__EXERCISE DATA__.
//! Bit planes and utilities for packing/unpacking dibits into/out of bytes.

use std::ops::{Index, IndexMut};

/// Unpack the given byte into 8 bits, MSB first.
pub fn byte_to_bits_be(byte: u8, bits: &mut [bool]) {
    assert!(bits.len() >= 8);

    for (i, bit) in bits[..8].iter_mut().enumerate() {
        *bit = byte >> (7 - i) & 1 == 1;
    }
}

/// Pack the first 8 of the given bits into a byte, MSB first.
pub fn bits_to_byte_be(bits: &[bool]) -> u8 {
    assert!(bits.len() >= 8);

    bits[..8].iter().fold(0, |byte, &bit| byte << 1 | bit as u8)
}

/// Fixed-length plane of bits. The length is set by the type and never changes.
#[derive(Copy, Clone, Debug, Eq, PartialEq)]
pub struct BitPlane<const N: usize>([bool; N]);

impl<const N: usize> BitPlane<N> {
    /// Construct a new `BitPlane` with all bits cleared.
    pub fn new() -> Self { BitPlane([false; N]) }

    /// Unpack the given bytes, MSB first, into a new plane. Bytes past the end of the
    /// plane are ignored and missing bytes leave bits cleared.
    pub fn from_bytes(bytes: &[u8]) -> Self {
        let mut plane = Self::new();

        for (i, &byte) in bytes.iter().enumerate().take(N / 8) {
            plane.load_byte(i * 8, byte);
        }

        plane
    }

    /// Number of bits in the plane.
    pub fn len(&self) -> usize { N }

    /// Whether the plane holds no bits.
    pub fn is_empty(&self) -> bool { N == 0 }

    /// Clear every bit.
    pub fn clear(&mut self) { self.0 = [false; N]; }

    /// Unpack a byte into the 8 bits starting at `pos`.
    pub fn load_byte(&mut self, pos: usize, byte: u8) {
        byte_to_bits_be(byte, &mut self.0[pos..pos + 8]);
    }

    /// Pack the 8 bits starting at `pos` into a byte.
    pub fn byte_at(&self, pos: usize) -> u8 {
        bits_to_byte_be(&self.0[pos..pos + 8])
    }

    /// Pack all whole bytes of the plane into the given buffer.
    pub fn write_bytes(&self, bytes: &mut [u8]) {
        for (i, byte) in bytes.iter_mut().enumerate().take(N / 8) {
            *byte = self.byte_at(i * 8);
        }
    }

    /// Slice over the underlying bits.
    pub fn as_slice(&self) -> &[bool] { &self.0[..] }

    /// Mutable slice over the underlying bits.
    pub fn as_mut_slice(&mut self) -> &mut [bool] { &mut self.0[..] }
}

impl<const N: usize> Default for BitPlane<N> {
    fn default() -> Self { Self::new() }
}

impl<const N: usize> Index<usize> for BitPlane<N> {
    type Output = bool;
    fn index(&self, idx: usize) -> &bool { &self.0[idx] }
}

impl<const N: usize> IndexMut<usize> for BitPlane<N> {
    fn index_mut(&mut self, idx: usize) -> &mut bool { &mut self.0[idx] }
}

/// Iterate over the 2-bit symbols of a byte source, MSB to LSB.
pub type Dibits<T> = SubByteIter<DibitParams, T>;

/// Groups dibits into full bytes. The source must be a multiple of 4 dibits.
pub type DibitBytes<T> = SubByteIter<DibitByteParams, T>;

pub trait IterParams {
    /// Type to consume when buffering.
    type Input;
    /// Type to yield at each iteration.
    type Output;

    /// Number of bits to consume at each iteration.
    fn bits() -> usize;

    /// Number of input symbols to consume when buffering.
    fn buffer() -> usize;

    /// Amount to shift buffer after loading an input symbol.
    fn shift() -> usize;

    /// Amount to shift buffer after all buffering.
    fn post_shift() -> usize { 32 - Self::shift() * Self::buffer() }

    /// Number of iterations before buffering.
    fn iterations() -> usize { Self::shift() * Self::buffer() / Self::bits() }

    /// Convert input symbol to a byte.
    fn to_byte(input: Self::Input) -> u8;

    /// Convert bits to output type.
    fn to_output(bits: u8) -> Self::Output;

    /// Verify the parameters are supported.
    fn validate() {
        // Maximum buffer size is currently 32 bits.
        assert!(Self::buffer() * Self::shift() <= 32);
    }
}

/// Two bits.
#[derive(Copy, Clone, Default, Debug, PartialEq, Eq)]
pub struct Dibit(u8);

impl Dibit {
    /// Construct a new `Dibit` with the two given bits in the LSB position.
    pub fn new(bits: u8) -> Dibit {
        assert!(bits >> 2 == 0);
        Dibit(bits)
    }

    /// Get the wrapped dibit, which is guaranteed to have only 2 LSBs.
    pub fn bits(&self) -> u8 { self.0 }
    /// Get the MSB.
    pub fn hi(&self) -> u8 { self.0 >> 1 }
    /// Get the LSB.
    pub fn lo(&self) -> u8 { self.0 & 1 }
}

/// Parameters for `Dibits` iterator.
pub struct DibitParams;

impl IterParams for DibitParams {
    type Input = u8;
    type Output = Dibit;

    fn bits() -> usize { 2 }
    fn buffer() -> usize { 1 }
    fn shift() -> usize { 8 }

    fn to_byte(input: Self::Input) -> u8 { input }
    fn to_output(bits: u8) -> Dibit { Dibit::new(bits) }
}

/// Parameters for `DibitBytes` iterator.
pub struct DibitByteParams;

impl IterParams for DibitByteParams {
    type Input = Dibit;
    type Output = u8;

    fn bits() -> usize { 8 }
    fn buffer() -> usize { 4 }
    fn shift() -> usize { 2 }

    fn to_byte(input: Self::Input) -> u8 { input.bits() }
    fn to_output(bits: u8) -> Self::Output { bits }
}

/// An iterator for sub-byte (bit-level) values.
pub struct SubByteIter<P, T> where
    P: IterParams, T: Iterator<Item = P::Input>
{
    params: std::marker::PhantomData<P>,
    /// Source of symbols.
    src: T,
    /// Current buffered bits.
    buf: u32,
    /// Current bit-level index into the current byte.
    idx: u8,
}

impl<P, T> SubByteIter<P, T> where
    P: IterParams, T: Iterator<Item = P::Input>
{
    /// Construct a new `SubByteIter` over the given symbol source.
    pub fn new(src: T) -> SubByteIter<P, T> {
        SubByteIter {
            params: std::marker::PhantomData,
            src,
            buf: 0,
            idx: 0,
        }
    }

    /// Consume one or more symbols to create a buffer of bits, filled starting from the
    /// MSB.
    fn buffer(&mut self) -> Option<u32> {
        let (buf, added) = (&mut self.src)
            .take(P::buffer())
            .fold((0, 0), |(buf, added), next| {
                (buf << P::shift() | P::to_byte(next) as u32, added + 1)
            });

        // It's okay if there are no more source symbols here, because we're on a safe
        // boundary.
        if added == 0 {
            return None;
        }

        assert!(added == P::buffer(), "incomplete source");

        Some(buf << P::post_shift())
    }
}

impl<P, T> Iterator for SubByteIter<P, T> where
    P: IterParams, T: Iterator<Item = P::Input>
{
    type Item = P::Output;

    fn next(&mut self) -> Option<Self::Item> {
        if self.idx == 0 {
            self.buf = self.buffer()?;
        }

        // Extract MSBs.
        let bits = self.buf >> (32 - P::bits());

        // Strip off the MSBs for the next iteration.
        self.buf <<= P::bits();

        // Move to the next item and reset after all have been visited.
        self.idx += 1;
        self.idx %= P::iterations() as u8;

        Some(P::to_output(bits as u8))
    }
}

#[cfg(test)]
mod test {
    use super::*;

    #[test]
    fn validate_params() {
        DibitParams::validate();
        DibitByteParams::validate();
    }

    #[test]
    fn test_byte_bits() {
        let mut bits = [false; 8];
        byte_to_bits_be(0b10010110, &mut bits);
        assert_eq!(bits, [true, false, false, true, false, true, true, false]);
        assert_eq!(bits_to_byte_be(&bits), 0b10010110);
    }

    #[test]
    fn test_plane() {
        let mut p = BitPlane::<24>::from_bytes(&[0xDE, 0xAD, 0xBE]);

        assert_eq!(p.len(), 24);
        assert!(p[0]);
        assert!(p[1]);
        assert!(!p[2]);
        assert_eq!(p.byte_at(8), 0xAD);
        assert_eq!(p.byte_at(4), 0xEA);

        p.load_byte(4, 0x00);
        let mut out = [0; 3];
        p.write_bytes(&mut out);
        assert_eq!(out, [0xD0, 0x0D, 0xBE]);

        p.clear();
        assert!(p.as_slice().iter().all(|&b| !b));
    }

    #[test]
    fn test_plane_partial() {
        let p = BitPlane::<12>::from_bytes(&[0xFF, 0xFF]);
        assert!(p.as_slice()[..8].iter().all(|&b| b));
        assert!(p.as_slice()[8..].iter().all(|&b| !b));
    }

    #[test]
    fn test_dibits() {
        let bytes = [
            0b00110011,
            0b10011001,
            0b11111111,
        ];

        let mut d = Dibits::new(bytes.iter().cloned());

        assert_eq!(d.next().unwrap().bits(), 0b00);
        assert_eq!(d.next().unwrap().bits(), 0b11);
        assert_eq!(d.next().unwrap().bits(), 0b00);
        assert_eq!(d.next().unwrap().bits(), 0b11);
        assert_eq!(d.next().unwrap().bits(), 0b10);
        assert_eq!(d.next().unwrap().bits(), 0b01);
        assert_eq!(d.next().unwrap().bits(), 0b10);
        assert_eq!(d.next().unwrap().bits(), 0b01);
        assert_eq!(d.next().unwrap().bits(), 0b11);
        assert_eq!(d.next().unwrap().bits(), 0b11);
        assert_eq!(d.next().unwrap().bits(), 0b11);
        assert_eq!(d.next().unwrap().bits(), 0b11);
        assert!(d.next().is_none());
    }

    #[test]
    fn test_dibit_bytes() {
        let dibits = [
            Dibit::new(0b00),
            Dibit::new(0b11),
            Dibit::new(0b00),
            Dibit::new(0b11),
            Dibit::new(0b10),
            Dibit::new(0b01),
            Dibit::new(0b10),
            Dibit::new(0b01),
        ];

        let mut d = DibitBytes::new(dibits.iter().cloned());

        assert_eq!(d.next().unwrap(), 0b00110011);
        assert_eq!(d.next().unwrap(), 0b10011001);
        assert!(d.next().is_none());
    }

    #[test]
    #[should_panic]
    fn test_dibit_bytes_panic() {
        let dibits = [
            Dibit::new(0b00),
            Dibit::new(0b11),
            Dibit::new(0b00),
            Dibit::new(0b11),
            Dibit::new(0b10),
        ];

        let mut d = DibitBytes::new(dibits.iter().cloned());

        d.next();
        d.next();
    }
}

__PROBLEM DESCRIPTION__. Count how many lines of the records hold the string "Option"; the answer is that number alone.

__OUTPUT FOR THIS EXERCISE__. 2